At that moment, the Baroness places her Key into the control socket. The Key, which the Doctor created and switched with the one Amanda stole, transmits a self-destruct code to the entire Doomforge Fleet. From their escape pod, the Doctor, Ace, and Amanda watch as the entire fleet annihilates itself…and, not incidentally, the unfortunate Corvus and the Baroness.

The Doctor goes on to explain that he knew that the Baroness had uncovered the truth about the Key. He knew that unless he forced her hand, she’d be able to steal it herself in less than a year, and that with it in her possession, she would be an unstoppable force for chaos and destruction. By stealing it himself, and switching out the Key with a duplicate he’d made that ordered the fleet to self-destruct, he’d eliminated the threat of the Doomforge Fleet forever.

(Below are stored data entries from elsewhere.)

//! The symbolic reasoning analyzer.
//!
//! `analyze` is a pure function: no randomness, no clock, no I/O.
//! Identical inputs always produce identical results.

use arcana_core::{
    CardInPosition, Emphasis, EmotionalArc, Pivot, PositionEmphasis, ReasoningResult,
    SpreadLayout, Tension,
};
use tracing::debug;

use crate::arc::emotional_arc;
use crate::classify::{is_transitional, valence};
use crate::intent::classify_intent;
use crate::patterns::{CardProfile, detect_pattern};
use crate::tension::find_tensions;

/// Derive narrative structure from a spread.
///
/// An unknown `spread_key` is tolerated: the spread then has no default
/// pivot and no key tensions. Empty `cards` yields neutral defaults with
/// the question intent still classified.
pub fn analyze(cards: &[CardInPosition], question: &str, spread_key: &str) -> ReasoningResult {
    let question_intent = classify_intent(question);

    if cards.is_empty() {
        debug!(spread = spread_key, "no cards to analyze, returning neutral result");
        return ReasoningResult {
            question_intent,
            ..ReasoningResult::default()
        };
    }

    let layout = SpreadLayout::lookup(spread_key);
    let valences: Vec<f64> = cards.iter().map(valence).collect();

    let profiles: Vec<CardProfile> = cards
        .iter()
        .zip(&valences)
        .map(|(card, &valence)| CardProfile {
            valence,
            transitional: is_transitional(card),
            major: card.is_major(),
        })
        .collect();

    let narrative_pattern = detect_pattern(&profiles);
    let tensions = find_tensions(cards, &valences, layout);
    let pivot = find_pivot(cards, layout);
    let emotional_arc = emotional_arc(cards, &valences);
    let emphasis = emphasis_map(cards, pivot.as_ref(), &tensions, &emotional_arc);

    debug!(
        spread = spread_key,
        cards = cards.len(),
        intent = question_intent.kind.as_str(),
        pattern = narrative_pattern.as_str(),
        tensions = tensions.len(),
        pivot = pivot.as_ref().map(|p| p.position.as_str()).unwrap_or("-"),
        direction = emotional_arc.direction.as_str(),
        "spread analyzed"
    );

    ReasoningResult {
        question_intent,
        narrative_pattern,
        tensions,
        pivot,
        emotional_arc,
        emphasis,
    }
}

/// Pick the leverage point.
///
/// The layout's default pivot holds unless a transitional card sits
/// elsewhere while the default position's own card is not transitional.
fn find_pivot(cards: &[CardInPosition], layout: Option<&SpreadLayout>) -> Option<Pivot> {
    let first_transitional = cards.iter().position(is_transitional);
    let default = layout.and_then(|l| {
        cards
            .iter()
            .position(|c| c.position() == l.pivot_default)
    });

    let (index, justification) = match (default, first_transitional) {
        (Some(d), _) if is_transitional(&cards[d]) => (
            d,
            format!(
                "{} is this spread's natural turning point, and {} doubles its leverage as a threshold card.",
                cards[d].position(),
                cards[d].card_name()
            ),
        ),
        (_, Some(t)) => (
            t,
            format!(
                "{} carries the threshold energy of {}, so it outweighs the spread's usual focal position.",
                cards[t].position(),
                cards[t].card_name()
            ),
        ),
        (Some(d), None) => (
            d,
            format!(
                "{} is the spread's natural turning point, linking what came before to what follows.",
                cards[d].position()
            ),
        ),
        (None, None) => (
            0,
            format!(
                "{} opens the reading and anchors every other position.",
                cards.first()?.position()
            ),
        ),
    };

    Some(Pivot {
        position: cards.get(index)?.position().to_string(),
        justification,
    })
}

fn emphasis_map(
    cards: &[CardInPosition],
    pivot: Option<&Pivot>,
    tensions: &[Tension],
    arc: &EmotionalArc,
) -> Vec<PositionEmphasis> {
    cards
        .iter()
        .map(|card| {
            let position = card.position();
            let high = pivot.is_some_and(|p| p.position == position)
                || tensions.iter().any(|t| t.involves(position))
                || arc.peak_position.as_deref() == Some(position)
                || arc.valley_position.as_deref() == Some(position);

            let weight = if high {
                Emphasis::High
            } else if card.is_major() {
                Emphasis::Moderate
            } else {
                Emphasis::Normal
            };

            PositionEmphasis {
                position: position.to_string(),
                weight,
            }
        })
        .collect()
}

#[cfg(test)]
mod tests {
    use super::*;
    use arcana_core::{ArcDirection, IntentKind, NarrativePattern, TensionKind};

    fn place(key: &str, cards: &[(&str, &str, bool)]) -> Vec<CardInPosition> {
        let layout = SpreadLayout::lookup(key).unwrap();
        cards
            .iter()
            .enumerate()
            .map(|(i, (name, pos, rev))| layout.place(i, name, pos, *rev).unwrap())
            .collect()
    }

    fn past_present_future() -> Vec<CardInPosition> {
        place(
            "three-card",
            &[
                ("Three of Swords", "Past", true),
                ("The Hermit", "Present", false),
                ("The Sun", "Future", false),
            ],
        )
    }

    #[test]
    fn three_card_reading() {
        let result = analyze(&past_present_future(), "", "three-card");

        assert_eq!(result.question_intent.kind, IntentKind::None);
        assert_eq!(result.emotional_arc.direction, ArcDirection::Ascending);
        assert_eq!(result.pivot.as_ref().unwrap().position, "Present");
        assert_eq!(result.tensions.len(), 1);
        assert_eq!(result.tensions[0].position_a, "Past");
        assert_eq!(result.tensions[0].position_b, "Future");
        assert_eq!(result.tensions[0].kind, TensionKind::EmotionalContrast);
        assert_eq!(
            result.narrative_pattern,
            NarrativePattern::StruggleToResolution
        );
        assert_eq!(result.emotional_arc.peak_position.as_deref(), Some("Future"));
        assert_eq!(result.emotional_arc.valley_position.as_deref(), Some("Past"));
    }

    #[test]
    fn three_card_emphasis() {
        let result = analyze(&past_present_future(), "", "three-card");
        assert_eq!(result.emphasis.len(), 3);
        assert_eq!(result.emphasis_for("Past"), Emphasis::High);
        assert_eq!(result.emphasis_for("Present"), Emphasis::High);
        assert_eq!(result.emphasis_for("Future"), Emphasis::High);
    }

    #[test]
    fn major_outside_focus_is_moderate() {
        let cards = place(
            "celtic-cross",
            &[
                ("Four of Cups", "Present", false),
                ("Two of Pentacles", "Challenge", false),
                ("Four of Cups", "Foundation", false),
                ("Four of Cups", "Recent Past", false),
                ("The Hermit", "Crown", false),
                ("Four of Cups", "Near Future", false),
                ("Four of Cups", "Self", false),
                ("Four of Cups", "Environment", false),
                ("Four of Cups", "Hopes and Fears", false),
                ("Four of Cups", "Outcome", false),
            ],
        );
        let result = analyze(&cards, "", "celtic-cross");
        assert_eq!(result.emphasis_for("Crown"), Emphasis::Moderate);
        assert_eq!(result.emphasis_for("Environment"), Emphasis::Normal);
        assert_eq!(result.emphasis_for("Challenge"), Emphasis::High);
        assert_eq!(result.emphasis_for("Outcome"), Emphasis::High);
    }

    #[test]
    fn transitional_card_overrides_default_pivot() {
        let cards = place(
            "three-card",
            &[
                ("Death", "Past", false),
                ("Four of Cups", "Present", false),
                ("The Star", "Future", false),
            ],
        );
        let pivot = analyze(&cards, "", "three-card").pivot.unwrap();
        assert_eq!(pivot.position, "Past");
        assert!(pivot.justification.contains("Death"));
    }

    #[test]
    fn transitional_default_keeps_pivot() {
        let cards = place(
            "three-card",
            &[
                ("Death", "Past", false),
                ("Wheel of Fortune", "Present", false),
                ("The Star", "Future", false),
            ],
        );
        let pivot = analyze(&cards, "", "three-card").pivot.unwrap();
        assert_eq!(pivot.position, "Present");
    }

    #[test]
    fn unknown_spread_falls_back_to_first_card() {
        let cards = place("three-card", &[("The Hermit", "Past", false)]);
        let result = analyze(&cards, "", "no-such-spread");
        assert_eq!(result.pivot.unwrap().position, "Past");
    }

    #[test]
    fn empty_cards_give_neutral_result() {
        let result = analyze(&[], "Should I move abroad?", "three-card");
        assert!(result.pivot.is_none());
        assert!(result.tensions.is_empty());
        assert!(result.emphasis.is_empty());
        assert_eq!(result.emotional_arc.direction, ArcDirection::Flat);
        assert_eq!(result.narrative_pattern, NarrativePattern::Crossroads);
        assert_eq!(result.question_intent.kind, IntentKind::Decision);
    }

    #[test]
    fn analysis_is_deterministic() {
        let cards = past_present_future();
        let a = analyze(&cards, "Will things improve?", "three-card");
        let b = analyze(&cards, "Will things improve?", "three-card");
        assert_eq!(a, b);
        assert_eq!(
            serde_json::to_string(&a).unwrap(),
            serde_json::to_string(&b).unwrap()
        );
    }
}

Amanda is almost awe-struck. “You mean you arranged all that—you knew how Corvus would react—you knew how the Baroness would think, you tricked her into putting us into the escape pod…all this was your plan?” The Doctor nods. “You’d have made an amazing criminal,” she says, half in admiration and half in disgust. “I think I already have,” the Doctor says, watching the last echoes of the destruction of the intelligent ships, and the deaths of the people he’d tricked into ending their own lives.

Ace, unaffected by it all, points out that they’re stuck in a small escape pod with very little chance of reaching civilization—not less the point that the civilization they’d reach has warrants out for their collective arrest. The Doctor smiles and pulls out a pocket watch; and right on time, Eileen O’Donnell, the only pilot in the galaxy capable of outmaneuvering the Doomforge drones, spots the pod and arrives to pick them up. This time, it seems, the Doctor really has thought of everything.